Though significantly better and more interesting, largely because of the supporting talent (especially Aline MacMahon), this is a rehash of the Loretta Young vehicle of the previous year, BIG BUSINESS GIRL. Again, Loretta is saddled with her inferior in drive, ability and looks, and, again, she is chastised for trying to get ahead. Foster has his chance, a two year job in South America, but Loretta, prompted by her cynical sister-in-law Aline, convinces him to stay and marry her. From there, she goes up and he goes down, including a binge with a floozy. The very day she gets an offer to rise to the executive level, he's fired. Her job takes her to St. Louis, to a rewarding job, a professional class of friends, and the handsome boss's son. He stays in New York and nurses his pride with a bottle, but when he gets the flu, she has to come back home, take a royal tongue lashing from Grant Mitchell, and then, while the floozy packs her things, she has to lie to hubby that she was fired and she'll have to depend on him. What a contemptible tract! What possible marriage could succeed after this shaky re-start? Basically, she's blameless throughout, yet has to eat the most bitter crow because, after all, she's only a woman.

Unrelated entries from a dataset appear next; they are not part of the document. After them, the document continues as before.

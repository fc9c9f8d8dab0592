//! Shared `main` for the benchmark binaries.
//!
//! Each binary picks a layout (or all of them) and hands over here. Results go
//! to stdout; logs, errors and the usage line go to stderr, so a failed run
//! never prints a count.

use crate::bench::{run, run_all};
use crate::config::{usage, BenchConfig, OutputFormat};
use crate::error::{BenchError, Result};
use crate::partition::partition;
use crate::report::{comparison_table, RunReport};
use crate::store::Layout;
use crate::workload::{seeded_rng, Dataset};
use std::path::Path;
use std::process::ExitCode;

/// Sets up `env_logger` on stderr. `RUST_LOG` overrides the default `warn`.
pub fn init_logging() {
    let env = env_logger::Env::default().default_filter_or("warn");
    // A second call (tests, repeated runs in one process) is harmless.
    let _ = env_logger::Builder::from_env(env).try_init();
}

/// Parses the process arguments, runs the benchmark and maps the outcome to
/// an exit code. `None` runs every layout and prints a comparison.
pub fn main_for(layout: Option<Layout>) -> ExitCode {
    init_logging();

    let mut args = std::env::args();
    let program = args
        .next()
        .as_deref()
        .and_then(|arg0| Path::new(arg0).file_name())
        .map(|name| name.to_string_lossy().into_owned())
        .unwrap_or_else(|| "false_sharing_bench".to_string());

    let outcome = BenchConfig::from_args(args)
        .map_err(BenchError::from)
        .and_then(|config| execute(layout, &config));

    match outcome {
        Ok(output) => {
            println!("{}", output.trim_end());
            ExitCode::SUCCESS
        }
        Err(err) => {
            eprintln!("Error: {}", err);
            if err.is_config() {
                eprintln!("{}", usage(&program));
            }
            ExitCode::FAILURE
        }
    }
}

/// Generates the workload described by `config`, runs it and renders the
/// report in the requested format.
pub fn execute(layout: Option<Layout>, config: &BenchConfig) -> Result<String> {
    let cpus = num_cpus::get();
    if config.num_threads.get() > cpus {
        log::warn!(
            "{} worker threads requested but only {} logical CPUs available",
            config.num_threads,
            cpus
        );
    }

    let mut rng = seeded_rng(config.seed);
    let dataset = Dataset::generate(config.array_size, config.value_range(), &mut rng)?;
    log::info!(
        "generated {} values in {:?} (seed {:?})",
        dataset.len(),
        config.value_range(),
        config.seed
    );
    let partitions = partition(dataset.len(), config.num_threads)?;

    match layout {
        Some(layout) => {
            let outcome = run(layout, &dataset, &partitions, config.target)?;
            let report = RunReport::new(config, &outcome);
            match config.format {
                OutputFormat::Text => Ok(report.to_string()),
                OutputFormat::Json => Ok(report.to_json()?),
            }
        }
        None => {
            let outcomes = run_all(&dataset, &partitions, config.target)?;
            match config.format {
                OutputFormat::Text => Ok(comparison_table(config, &outcomes)),
                OutputFormat::Json => {
                    let reports: Vec<RunReport> = outcomes
                        .iter()
                        .map(|outcome| RunReport::new(config, outcome))
                        .collect();
                    Ok(serde_json::to_string_pretty(&reports)?)
                }
            }
        }
    }
}
//! Parallel count using the return-value layout (counts come back through join).
//!
//! Run with: cargo run --release --bin count_returned -- <array_size> <num_threads>

use false_sharing_bench::cli;
use false_sharing_bench::Layout;
use std::process::ExitCode;

fn main() -> ExitCode {
    cli::main_for(Some(Layout::Returned))
}
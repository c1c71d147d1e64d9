//! HTTP client layer for the agency portal backend.
//!
//! Every call goes through an interceptor [`pipeline`]. The
//! [`AuthenticatedClient`] attaches the session's bearer credential and, when
//! the backend answers 401, deletes the credential and redirects to the login
//! route. The [`CachingAuthenticatedClient`] adds a time-boxed response cache
//! for reads on top of that. Both implement [`HttpClient`]; [`build_client`]
//! picks one from [`ClientConfig::strategy`].
//!
//! Session state (the [`CredentialStore`], the [`Navigator`] and the cache
//! clock) is injected through [`ClientContext`] rather than held in globals.
//!
//! ```no_run
//! use std::sync::Arc;
//! use portal_client::{
//!     ClientConfig, ClientContext, ClientStrategy, HttpClient, LogNavigator,
//!     MemoryCredentialStore, build_client,
//! };
//!
//! # async fn run() -> portal_client::Result<()> {
//! let ctx = ClientContext::new(
//!     Arc::new(MemoryCredentialStore::with_token("abc123")),
//!     Arc::new(LogNavigator),
//! );
//! let client = build_client(&ClientConfig::default().with_strategy(ClientStrategy::Caching), ctx)?;
//! let clients = client.get("/clients").await?;
//! println!("{}", clients.data);
//! # Ok(())
//! # }
//! ```

pub mod auth;
pub mod cache;
pub mod catalog;
pub mod client;
pub mod clock;
pub mod config;
pub mod credentials;
pub mod error;
pub mod navigator;
pub mod pipeline;
pub mod request;

pub use auth::AuthInterceptor;
pub use cache::{CacheEntry, CacheInterceptor, CacheKey, CacheLookup, ResponseCache};
pub use catalog::{CatalogError, CatalogStore, Estimate, Feature, FeatureCatalog, Service};
pub use client::{
    AuthenticatedClient, CachingAuthenticatedClient, ClientContext, HttpClient, build_client,
};
pub use clock::{Clock, ManualClock, SystemClock};
pub use config::{CacheConfig, ClientConfig, ClientStrategy};
pub use credentials::{CredentialStore, FileCredentialStore, MemoryCredentialStore};
pub use error::{ClientError, Result};
pub use navigator::{LogNavigator, Navigator, RecordingNavigator};
pub use pipeline::{Interceptor, Pipeline, RequestFlow};
pub use request::{ApiResponse, OutboundRequest, ResponseSource};
pub use reqwest::Method;
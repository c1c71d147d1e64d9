use clap::{Parser, Subcommand, ValueEnum};

#[derive(Parser)]
#[command(name = "portal")]
#[command(about = "Agency portal CLI: talk to the portal backend API")]
#[command(version)]
pub struct Cli {
    #[command(subcommand)]
    pub command: Commands,

    /// API base URL (overrides config and the built-in default)
    #[arg(short, long, global = true, env = "PORTAL_API_URL")]
    pub server: Option<String>,

    /// Config profile name
    #[arg(short, long, global = true, env = "PORTAL_PROFILE", default_value = "default")]
    pub profile: String,

    /// Output format
    #[arg(short, long, global = true)]
    pub format: Option<OutputFormat>,

    /// Bypass the response cache even if the profile enables it
    #[arg(long, global = true)]
    pub no_cache: bool,

    /// Log requests to stderr
    #[arg(short, long, global = true)]
    pub verbose: bool,
}

#[derive(Clone, Copy, ValueEnum, Default, Debug, PartialEq, Eq)]
pub enum OutputFormat {
    #[default]
    Json,
    Table,
}

#[derive(Subcommand)]
pub enum Commands {
    /// Store a session token for this profile
    Login(LoginArgs),
    /// Remove the stored session token
    Logout,
    /// Show current session info
    Whoami,
    /// GET a backend path (e.g. /clients page=1)
    Get(ReadArgs),
    /// POST a JSON body to a backend path
    Post(WriteArgs),
    /// PUT a JSON body to a backend path
    Put(WriteArgs),
    /// PATCH a backend path with a JSON body
    Patch(WriteArgs),
    /// DELETE a backend path
    Delete(ReadArgs),
    /// Browse the service and feature price catalog
    Catalog(CatalogArgs),
    /// Manage CLI configuration
    Config(ConfigArgs),
}

#[derive(clap::Args)]
pub struct LoginArgs {
    /// Bearer token issued by the portal
    #[arg(short, long)]
    pub token: String,
}

#[derive(clap::Args)]
pub struct ReadArgs {
    /// Backend path relative to the API base (e.g. /projects/7/milestones)
    pub path: String,
    /// Query parameters as key=value pairs
    pub params: Vec<String>,
}

#[derive(clap::Args)]
pub struct WriteArgs {
    /// Backend path relative to the API base
    pub path: String,
    /// Path to JSON file (reads from stdin if omitted)
    #[arg(long)]
    pub file: Option<String>,
}

#[derive(clap::Args)]
pub struct CatalogArgs {
    #[command(subcommand)]
    pub command: CatalogCommands,
}

#[derive(Subcommand)]
pub enum CatalogCommands {
    /// List services, or the features of one service
    List {
        /// Service id (e.g. website)
        service: Option<String>,
    },
    /// Estimate the price of a service with selected features
    Estimate {
        /// Service id
        service: String,
        /// Feature ids
        features: Vec<String>,
    },
}

#[derive(clap::Args)]
pub struct ConfigArgs {
    #[command(subcommand)]
    pub command: ConfigCommands,
}

#[derive(Subcommand)]
pub enum ConfigCommands {
    /// Show current config
    Show,
    /// Set config value
    Set(ConfigSetArgs),
}

#[derive(clap::Args)]
pub struct ConfigSetArgs {
    /// Key to set (server, format, strategy, cache_ttl_secs)
    pub key: String,
    /// Value
    pub value: String,
}

#[cfg(test)]
mod tests {
    use super::*;

    #[test]
    fn test_parses_get_with_params() {
        let cli = Cli::try_parse_from(["portal", "get", "/clients", "page=1", "status=active"]).unwrap();
        match cli.command {
            Commands::Get(args) => {
                assert_eq!(args.path, "/clients");
                assert_eq!(args.params, vec!["page=1", "status=active"]);
            }
            _ => panic!("expected get"),
        }
        assert_eq!(cli.profile, "default");
        assert!(!cli.no_cache);
    }

    #[test]
    fn test_parses_global_flags() {
        let cli = Cli::try_parse_from([
            "portal",
            "--server",
            "http://api.test/api",
            "--format",
            "table",
            "--no-cache",
            "whoami",
        ])
        .unwrap();
        assert_eq!(cli.server.as_deref(), Some("http://api.test/api"));
        assert_eq!(cli.format, Some(OutputFormat::Table));
        assert!(cli.no_cache);
    }
}
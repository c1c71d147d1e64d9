//! Interceptor pipeline shared by every client strategy.
//!
//! A call moves through three phases:
//!
//! 1. **Request phase**: interceptors run in registration order and may enrich
//!    the [`OutboundRequest`] or answer it directly with
//!    [`RequestFlow::Respond`]. The first interceptor that responds ends the
//!    call; nothing goes over the network.
//! 2. **Dispatch**: the request is sent with reqwest and the body decoded.
//! 3. **Response phase**: on success every interceptor sees the response, on
//!    failure every interceptor sees the error. The outcome is then returned
//!    to the caller unchanged.
//!
//! There is no retry, no backoff and no coalescing of identical in-flight
//! requests.

use std::sync::Arc;
use std::time::Instant;

use reqwest::StatusCode;
use reqwest::header::{ACCEPT, CONTENT_TYPE, HeaderValue};
use serde_json::Value;
use url::Url;

use crate::config::ClientConfig;
use crate::error::{ClientError, Result};
use crate::request::{ApiResponse, OutboundRequest};

const JSON: &str = "application/json";

/// Outcome of an interceptor's request phase.
#[derive(Debug, Clone, PartialEq)]
pub enum RequestFlow {
    /// Hand the request to the next interceptor, then the network.
    Continue,
    /// Answer the call with this response and skip the network.
    Respond(ApiResponse),
}

/// A hook applied uniformly to every call made through a pipeline.
pub trait Interceptor: Send + Sync {
    fn on_request(&self, _request: &mut OutboundRequest) -> RequestFlow {
        RequestFlow::Continue
    }

    fn on_response(&self, _request: &OutboundRequest, _response: &ApiResponse) {}

    fn on_error(&self, _request: &OutboundRequest, _error: &ClientError) {}
}

/// Ordered interceptors in front of a reqwest transport.
pub struct Pipeline {
    http: reqwest::Client,
    base_url: String,
    interceptors: Vec<Arc<dyn Interceptor>>,
}

impl Pipeline {
    /// Creates an empty pipeline for the configured backend.
    ///
    /// # Errors
    ///
    /// Returns an error if the base URL does not parse or the HTTP client
    /// cannot be built.
    pub fn new(config: &ClientConfig) -> Result<Self> {
        let base_url = config.base_url.trim_end_matches('/').to_string();
        Url::parse(&base_url)?;

        let mut builder = reqwest::Client::builder();
        if let Some(timeout) = config.timeout() {
            builder = builder.timeout(timeout);
        }

        Ok(Self {
            http: builder.build()?,
            base_url,
            interceptors: Vec::new(),
        })
    }

    /// Appends an interceptor to the end of the chain.
    #[must_use]
    pub fn with_interceptor(mut self, interceptor: Arc<dyn Interceptor>) -> Self {
        self.interceptors.push(interceptor);
        self
    }

    pub fn base_url(&self) -> &str {
        &self.base_url
    }

    /// Absolute URL for a backend path.
    pub fn url_for(&self, path: &str) -> Result<Url> {
        let url = format!("{}/{}", self.base_url, path.trim_start_matches('/'));
        Ok(Url::parse(&url)?)
    }

    /// Runs a request through the interceptors and, unless one of them
    /// answers it, the network.
    pub async fn execute(&self, mut request: OutboundRequest) -> Result<ApiResponse> {
        request
            .headers
            .entry(CONTENT_TYPE)
            .or_insert(HeaderValue::from_static(JSON));
        request
            .headers
            .entry(ACCEPT)
            .or_insert(HeaderValue::from_static(JSON));

        for interceptor in &self.interceptors {
            if let RequestFlow::Respond(response) = interceptor.on_request(&mut request) {
                return Ok(response);
            }
        }

        let result = self.dispatch(&request).await;

        match &result {
            Ok(response) => {
                for interceptor in &self.interceptors {
                    interceptor.on_response(&request, response);
                }
            }
            Err(error) => {
                for interceptor in &self.interceptors {
                    interceptor.on_error(&request, error);
                }
            }
        }

        result
    }

    async fn dispatch(&self, request: &OutboundRequest) -> Result<ApiResponse> {
        let url = self.url_for(&request.path)?;
        let start = Instant::now();

        let mut builder = self
            .http
            .request(request.method.clone(), url)
            .headers(request.headers.clone());
        if !request.query.is_empty() {
            builder = builder.query(&request.query);
        }
        if let Some(body) = &request.body {
            builder = builder.json(body);
        }

        let resp = builder.send().await.map_err(|e| {
            tracing::debug!(method = %request.method, path = %request.path, error = %e, "Request failed");
            ClientError::from(e)
        })?;
        let status = resp.status();
        let body = resp.text().await?;

        tracing::debug!(
            method = %request.method,
            path = %request.path,
            status = status.as_u16(),
            elapsed = ?start.elapsed(),
            "Request completed"
        );

        handle_response(status, body)
    }
}

/// Maps a raw status and body onto the caller contract.
fn handle_response(status: StatusCode, body: String) -> Result<ApiResponse> {
    if status == StatusCode::UNAUTHORIZED {
        return Err(ClientError::Unauthorized { body });
    }

    if !status.is_success() {
        return Err(ClientError::Http {
            status: status.as_u16(),
            body,
        });
    }

    if body.trim().is_empty() {
        return Ok(ApiResponse::from_network(status.as_u16(), Value::Null));
    }

    let data = serde_json::from_str(&body).map_err(|source| ClientError::Decode {
        status: status.as_u16(),
        source,
    })?;
    Ok(ApiResponse::from_network(status.as_u16(), data))
}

The film does have one truly great, unusual scene. Loretta's pal at the office has been seeking advice about her own problem: her brother wants her to marry a coarse bootlegger. Finally, she's decided to tell her brother she won't do it, and asks Loretta to come along for moral support. This happens to be the night that Loretta's hubby Foster decides to make a big dinner as a surprise, but Loretta has no choice but support her friend, and calls him. Then a cut to a shot of a man playing a violin. The shot is from below, as seen from a person in a sitting position. Whether momentary disorientation was intended, I don't know, but that's the effect. (Who is this man? Why is he playing the violin?) The camera then wanders about to reveal his audience. Two little girls sit lethargically in a big armchair; one shushes the other when her dolly cries. A young boy idly plays with his knife. And then Loretta and her friend. When the music finishes, the friend tells her brother (the violinist, J. Carroll Naish) that she won't marry the bootlegger; if necessary she'll continue to work. He says it's too bad she doesn't have to work in a sweatshop so she'd be grateful for the chance to cook for a husband and have babies. He knocks her to the floor, and threatens Loretta when she speaks up. With an iron grip on this sister's wrist, when the bootlegger arrives he accepts for her and forces her to kiss her new fiancé. The whole scene is brilliantly filmed, written and played, and the capper is that the unwanted suitor turns out to be Luis Alberni, a big friendly guileless slob, but no less a horrible fate for a young girl in spite of that. It's amazing that no one seems to notice that this sequence is in conflict with the theme of the filmit is, in fact, a sinister parody of the film's closing sequence with Grant Mitchell.
But the scenes surrounding this sequence are symptomatic of the film's failures. Naturally, when Loretta calls her husband, she doesn't explain the importance of her mission, and he doesn't say anything about his disappointment. Later, when she picks him up from the drunk tank, she never tells him of the horrific experience she just went through. These two never communicate; how could their marriage succeed?